[Start of Attachment]

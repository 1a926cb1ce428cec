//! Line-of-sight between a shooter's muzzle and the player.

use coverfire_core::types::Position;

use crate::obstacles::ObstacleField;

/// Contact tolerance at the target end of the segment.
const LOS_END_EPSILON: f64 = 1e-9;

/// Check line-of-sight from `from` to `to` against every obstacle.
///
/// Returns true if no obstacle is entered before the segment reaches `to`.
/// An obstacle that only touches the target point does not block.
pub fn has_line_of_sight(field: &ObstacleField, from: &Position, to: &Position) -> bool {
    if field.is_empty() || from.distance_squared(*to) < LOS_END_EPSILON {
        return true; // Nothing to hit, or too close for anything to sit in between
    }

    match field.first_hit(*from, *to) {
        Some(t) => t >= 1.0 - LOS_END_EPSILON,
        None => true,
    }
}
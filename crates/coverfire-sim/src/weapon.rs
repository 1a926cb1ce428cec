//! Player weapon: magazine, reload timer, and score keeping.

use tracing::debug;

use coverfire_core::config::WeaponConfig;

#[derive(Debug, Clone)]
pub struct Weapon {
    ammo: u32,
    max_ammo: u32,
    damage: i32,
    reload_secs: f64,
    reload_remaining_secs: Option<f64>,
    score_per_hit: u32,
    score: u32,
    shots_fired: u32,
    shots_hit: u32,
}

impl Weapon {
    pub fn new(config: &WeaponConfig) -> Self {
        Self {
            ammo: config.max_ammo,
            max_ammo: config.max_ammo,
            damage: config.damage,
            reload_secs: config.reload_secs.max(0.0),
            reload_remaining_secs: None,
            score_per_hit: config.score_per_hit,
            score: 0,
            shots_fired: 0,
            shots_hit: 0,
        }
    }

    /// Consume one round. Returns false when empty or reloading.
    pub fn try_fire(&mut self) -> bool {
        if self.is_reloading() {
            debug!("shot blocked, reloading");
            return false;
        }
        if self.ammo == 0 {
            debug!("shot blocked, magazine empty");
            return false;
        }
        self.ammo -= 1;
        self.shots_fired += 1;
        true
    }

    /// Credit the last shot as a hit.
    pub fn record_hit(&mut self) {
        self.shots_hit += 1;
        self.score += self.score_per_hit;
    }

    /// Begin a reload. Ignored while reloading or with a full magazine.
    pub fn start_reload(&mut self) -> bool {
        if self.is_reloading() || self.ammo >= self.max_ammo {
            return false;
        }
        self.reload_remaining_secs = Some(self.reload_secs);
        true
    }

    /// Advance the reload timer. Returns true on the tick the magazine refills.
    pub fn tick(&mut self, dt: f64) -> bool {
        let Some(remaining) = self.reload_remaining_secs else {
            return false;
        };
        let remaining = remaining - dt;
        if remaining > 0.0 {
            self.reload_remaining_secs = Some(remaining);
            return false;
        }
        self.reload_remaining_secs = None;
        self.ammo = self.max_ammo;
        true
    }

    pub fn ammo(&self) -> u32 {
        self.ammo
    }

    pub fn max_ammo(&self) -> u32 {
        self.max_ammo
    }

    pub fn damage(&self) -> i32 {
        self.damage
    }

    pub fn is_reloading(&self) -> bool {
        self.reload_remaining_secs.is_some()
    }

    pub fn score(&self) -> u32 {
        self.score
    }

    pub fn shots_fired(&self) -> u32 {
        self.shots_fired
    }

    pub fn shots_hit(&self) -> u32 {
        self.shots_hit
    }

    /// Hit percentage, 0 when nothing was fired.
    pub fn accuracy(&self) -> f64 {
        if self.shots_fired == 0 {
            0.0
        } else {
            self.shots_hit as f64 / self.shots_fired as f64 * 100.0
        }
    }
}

[End of Attachment]
[Start of Attachment]

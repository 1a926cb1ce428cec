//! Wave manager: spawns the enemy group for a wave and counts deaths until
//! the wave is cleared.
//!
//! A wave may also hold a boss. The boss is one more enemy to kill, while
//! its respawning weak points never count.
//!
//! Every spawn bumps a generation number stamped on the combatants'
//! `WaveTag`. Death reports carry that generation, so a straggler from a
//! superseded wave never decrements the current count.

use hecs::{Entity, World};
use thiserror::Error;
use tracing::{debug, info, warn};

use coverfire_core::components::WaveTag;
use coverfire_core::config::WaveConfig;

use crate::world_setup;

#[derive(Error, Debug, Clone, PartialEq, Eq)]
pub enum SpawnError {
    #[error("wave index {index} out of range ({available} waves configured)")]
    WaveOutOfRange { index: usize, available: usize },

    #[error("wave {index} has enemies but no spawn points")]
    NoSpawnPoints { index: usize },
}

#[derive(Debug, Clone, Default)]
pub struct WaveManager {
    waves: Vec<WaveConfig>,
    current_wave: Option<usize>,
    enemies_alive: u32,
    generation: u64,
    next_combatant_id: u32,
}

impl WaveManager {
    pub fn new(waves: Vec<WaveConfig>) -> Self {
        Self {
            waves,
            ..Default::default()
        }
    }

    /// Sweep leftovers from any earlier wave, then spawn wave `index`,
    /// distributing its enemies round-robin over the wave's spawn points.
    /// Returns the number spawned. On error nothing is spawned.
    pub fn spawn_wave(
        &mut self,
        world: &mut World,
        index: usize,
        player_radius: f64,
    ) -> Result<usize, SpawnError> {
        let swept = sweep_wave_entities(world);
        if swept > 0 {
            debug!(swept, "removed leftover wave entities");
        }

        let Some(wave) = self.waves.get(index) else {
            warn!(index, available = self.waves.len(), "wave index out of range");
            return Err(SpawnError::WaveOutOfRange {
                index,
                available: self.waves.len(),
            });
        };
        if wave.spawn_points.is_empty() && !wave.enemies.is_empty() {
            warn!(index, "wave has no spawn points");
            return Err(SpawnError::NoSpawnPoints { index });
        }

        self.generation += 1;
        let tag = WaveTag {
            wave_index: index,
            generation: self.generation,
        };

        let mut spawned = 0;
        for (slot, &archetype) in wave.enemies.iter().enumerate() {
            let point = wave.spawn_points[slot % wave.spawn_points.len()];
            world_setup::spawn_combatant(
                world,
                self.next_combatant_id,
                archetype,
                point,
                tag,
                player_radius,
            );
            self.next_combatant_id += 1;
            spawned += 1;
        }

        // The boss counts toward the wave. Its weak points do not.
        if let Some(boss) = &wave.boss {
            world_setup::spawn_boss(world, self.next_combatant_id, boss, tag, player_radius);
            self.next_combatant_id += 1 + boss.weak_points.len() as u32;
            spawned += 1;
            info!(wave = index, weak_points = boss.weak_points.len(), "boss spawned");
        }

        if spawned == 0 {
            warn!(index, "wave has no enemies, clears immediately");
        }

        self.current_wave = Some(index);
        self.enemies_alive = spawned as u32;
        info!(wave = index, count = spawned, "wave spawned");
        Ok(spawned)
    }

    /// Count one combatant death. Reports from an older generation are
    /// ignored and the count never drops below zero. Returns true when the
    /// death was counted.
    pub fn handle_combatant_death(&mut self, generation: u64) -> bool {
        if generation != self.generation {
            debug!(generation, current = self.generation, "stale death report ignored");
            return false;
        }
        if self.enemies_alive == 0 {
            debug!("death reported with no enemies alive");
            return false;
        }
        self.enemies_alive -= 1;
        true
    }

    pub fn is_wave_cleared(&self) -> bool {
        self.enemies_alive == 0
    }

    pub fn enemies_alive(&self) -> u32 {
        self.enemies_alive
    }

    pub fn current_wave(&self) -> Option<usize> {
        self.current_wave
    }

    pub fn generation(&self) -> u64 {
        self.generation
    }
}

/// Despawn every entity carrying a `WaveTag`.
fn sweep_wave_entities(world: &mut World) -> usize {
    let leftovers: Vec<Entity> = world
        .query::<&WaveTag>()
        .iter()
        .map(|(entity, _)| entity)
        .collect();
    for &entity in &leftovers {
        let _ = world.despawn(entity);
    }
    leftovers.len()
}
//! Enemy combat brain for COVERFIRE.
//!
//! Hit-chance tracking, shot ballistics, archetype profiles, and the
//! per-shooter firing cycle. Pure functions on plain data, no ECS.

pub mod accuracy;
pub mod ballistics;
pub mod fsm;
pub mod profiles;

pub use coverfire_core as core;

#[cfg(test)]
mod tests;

[End of Attachment]

EXERCISE DESCRIPTION>
Copy out all lines from the material above that contain the string "blocked".

OUTPUT FOR THIS EXERCISE>
            debug!("shot blocked, reloading");
            debug!("shot blocked, magazine empty");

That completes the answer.